DATA SHOWN.
-*-*-

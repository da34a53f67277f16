//! Match-level behaviour tests.
//!
//! Drive whole matches through the public API and check the combat
//! rules, victory resolution and restart behaviour end to end.

use dragon_core::prelude::*;
use dragon_core::simulation::{FIRST_START, SECOND_START};
use dragon_test_utils::determinism::verify_determinism;
use dragon_test_utils::fixtures::{
    advance, arena, brawl_script, close_quarters, first_only, second_only, setup_at,
    sized_setup_at,
};

// =============================================================================
// Reach scenarios
// =============================================================================

#[test]
fn distant_attack_misses_then_close_attack_lands() {
    let mut sim = Simulation::new();
    let first = sim.actor(ActorSlot::First);
    assert_eq!(first.position(), Vec2i::new(100, 400));
    assert_eq!(first.facing(), Facing::Right);
    assert_eq!(sim.actor(ActorSlot::Second).facing(), Facing::Left);

    // 800 pixels apart: the swing cannot reach.
    let events = sim.tick(&first_only(ActorIntents::attack()), arena());
    assert_eq!(events.attacks_started, vec![ActorSlot::First]);
    assert!(events.hits.is_empty());
    assert_eq!(sim.actor(ActorSlot::Second).health(), MAX_HEALTH);

    // Walk to x=820 while the cooldown runs out.
    advance(&mut sim, first_only(ActorIntents::right()), 144);
    assert_eq!(sim.actor(ActorSlot::First).position().x, 820);
    assert_eq!(sim.actor(ActorSlot::First).facing(), Facing::Right);
    assert_eq!(sim.actor(ActorSlot::First).attack_state(), AttackState::Idle);

    let events = sim.tick(&first_only(ActorIntents::attack()), arena());
    assert_eq!(events.hits.len(), 1);
    assert_eq!(sim.actor(ActorSlot::Second).health(), 90);
}

#[test]
fn walking_past_opponent_turns_both_around() {
    let mut sim = Simulation::with_setup(setup_at(500, 560));
    advance(&mut sim, first_only(ActorIntents::right()), 20);

    assert_eq!(sim.actor(ActorSlot::First).position().x, 600);
    assert_eq!(sim.actor(ActorSlot::First).facing(), Facing::Left);
    assert_eq!(sim.actor(ActorSlot::Second).facing(), Facing::Right);
}

#[test]
fn holding_left_does_not_turn_actor_away() {
    let mut sim = close_quarters();
    let events = advance(
        &mut sim,
        first_only(ActorIntents {
            move_left: true,
            attack: true,
            ..ActorIntents::IDLE
        }),
        1,
    );

    // Manual facing is overridden by relative position, so the swing lands.
    assert_eq!(sim.actor(ActorSlot::First).facing(), Facing::Right);
    assert_eq!(events[0].hits.len(), 1);
}

#[test]
fn mutual_hits_land_on_same_tick() {
    let mut sim = Simulation::with_setup(setup_at(500, 560));
    let events = sim.tick(
        &InputIntents::new(ActorIntents::attack(), ActorIntents::attack()),
        arena(),
    );

    assert_eq!(events.hits.len(), 2);
    assert_eq!(events.hits[0].attacker, ActorSlot::First);
    assert_eq!(events.hits[1].attacker, ActorSlot::Second);
    assert_eq!(sim.actor(ActorSlot::First).health(), 90);
    assert_eq!(sim.actor(ActorSlot::Second).health(), 90);
}

// =============================================================================
// Victory
// =============================================================================

#[test]
fn ten_spaced_attacks_defeat_opponent() {
    let mut sim = Simulation::new();
    let mut defender = Actor::new(&sim.setup().second);
    let mut attacker = Actor::new(&ActorSpec {
        position: Vec2i::new(820, 400),
        ..sim.setup().first.clone()
    });

    // Ten swings, each followed by a full cooldown before the next.
    for swing in 0..10 {
        assert!(attacker.request_attack(), "swing {swing} should start");
        assert!(in_attack_range(&attacker, &defender, ATTACK_RANGE));
        defender.apply_damage(ATTACK_DAMAGE);
        for _ in 0..ATTACK_COOLDOWN_TICKS {
            attacker.tick();
        }
    }
    assert_eq!(defender.health(), 0);
    assert!(!defender.is_alive());

    // The same outcome through the match loop: each tick of the swing lands.
    let mut results = Vec::new();
    for _ in 0..144 {
        sim.tick(&first_only(ActorIntents::right()), arena());
    }
    for events in advance(&mut sim, first_only(ActorIntents::attack()), 40) {
        results.extend(events.result);
    }

    assert_eq!(sim.state(), MatchState::Over);
    assert_eq!(sim.winner(), Some(ActorSlot::First));
    assert_eq!(sim.actor(ActorSlot::Second).health(), 0);
    assert_eq!(results.len(), 1, "winner is recorded exactly once");
}

#[test]
fn second_actor_can_win() {
    let mut sim = Simulation::with_setup(setup_at(100, 180));
    for events in advance(&mut sim, second_only(ActorIntents::attack()), 10) {
        assert!(events.hits.iter().all(|hit| hit.attacker == ActorSlot::Second));
    }

    assert_eq!(sim.winner(), Some(ActorSlot::Second));
    assert_eq!(sim.winner_name(), Some("Blue Dragon"));
    assert_eq!(sim.snapshot().winner.as_deref(), Some("Blue Dragon"));
}

#[test]
fn over_match_ignores_all_input() {
    let mut sim = close_quarters();
    advance(&mut sim, first_only(ActorIntents::attack()), 10);
    assert!(sim.is_over());

    let frozen = sim.clone();
    let everything = ActorIntents {
        move_up: true,
        move_down: false,
        move_left: true,
        move_right: false,
        attack: true,
    };
    for events in advance(&mut sim, InputIntents::new(everything, everything), 50) {
        assert!(events.is_empty());
    }
    assert_eq!(sim, frozen);
    assert_eq!(sim.state_hash(), frozen.state_hash());
}

// =============================================================================
// Restart
// =============================================================================

#[test]
fn restart_returns_to_documented_start() {
    let mut sim = Simulation::new();
    advance(&mut sim, first_only(ActorIntents::right()), 144);
    advance(&mut sim, first_only(ActorIntents::attack()), 10);
    assert_eq!(sim.winner(), Some(ActorSlot::First));

    assert!(sim.restart());

    let snapshot = sim.snapshot();
    assert_eq!(snapshot.state, MatchState::Running);
    assert_eq!(snapshot.winner, None);
    assert_eq!(snapshot.tick, 0);
    assert_eq!(snapshot.actor(ActorSlot::First).position, FIRST_START);
    assert_eq!(snapshot.actor(ActorSlot::Second).position, SECOND_START);
    assert_eq!(snapshot.actor(ActorSlot::First).facing, Facing::Right);
    assert_eq!(snapshot.actor(ActorSlot::Second).facing, Facing::Left);
    for actor in &snapshot.actors {
        assert_eq!(actor.health, MAX_HEALTH);
        assert!(!actor.attacking);
    }
    assert_eq!(sim, Simulation::new());
}

#[test]
fn restarted_match_can_be_won_again() {
    let mut sim = close_quarters();
    advance(&mut sim, first_only(ActorIntents::attack()), 10);
    assert!(sim.restart());
    assert!(!sim.restart(), "second restart while running is ignored");

    advance(&mut sim, second_only(ActorIntents::left()), 4);
    advance(&mut sim, second_only(ActorIntents::attack()), 10);
    assert_eq!(sim.winner(), Some(ActorSlot::Second));
}

// =============================================================================
// Sprite-derived sizes
// =============================================================================

#[test]
fn larger_sprites_extend_reach_contact() {
    let big = Size::new(200, 150);
    let setup = MatchSetup::with_sizes(big, big);
    let mut sim = Simulation::with_setup(setup);

    // Gap between boxes is 600 pixels.
    advance(&mut sim, first_only(ActorIntents::right()), 104);
    assert_eq!(sim.actor(ActorSlot::First).position().x, 620);
    let events = sim.tick(&first_only(ActorIntents::attack()), arena());
    assert!(events.hits.is_empty());

    // Still inside the attack window, one more step makes contact.
    let stepped = advance(&mut sim, first_only(ActorIntents::right()), 1);
    assert_eq!(stepped[0].hits.len(), 1);
    assert_eq!(sim.actor(ActorSlot::Second).health(), 90);
}

#[test]
fn tall_sprites_hit_across_the_same_gap() {
    let sim_setup = sized_setup_at(600, 820, Size::new(200, 150));
    let mut sim = Simulation::with_setup(sim_setup);

    // Boxes 20 pixels apart: both reach strips overlap the attacker.
    let events = sim.tick(
        &InputIntents::new(ActorIntents::attack(), ActorIntents::attack()),
        arena(),
    );
    assert_eq!(events.hits.len(), 2);
    assert!(sim
        .actors()
        .iter()
        .all(|actor| actor.health() == MAX_HEALTH - ATTACK_DAMAGE));
}

// =============================================================================
// Determinism
// =============================================================================

#[test]
fn brawl_ends_identically_on_every_run() {
    let script = brawl_script();
    let result = verify_determinism(
        5,
        script.len() as u64,
        Simulation::new,
        |sim, tick| {
            sim.tick(&script[tick as usize], arena());
        },
        Simulation::state_hash,
    );

    result.assert_deterministic();
    assert_eq!(result.unique_hashes().len(), 1);
    assert_eq!(result.hashes.len(), 5);
}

-*-*-

WHAT YOU HAVE TO DO. For the string "stepped", show each line of the entries above where it occurs.

EXERCISE ANSWER.
    let stepped = advance(&mut sim, first_only(ActorIntents::right()), 1);
    assert_eq!(stepped[0].hits.len(), 1);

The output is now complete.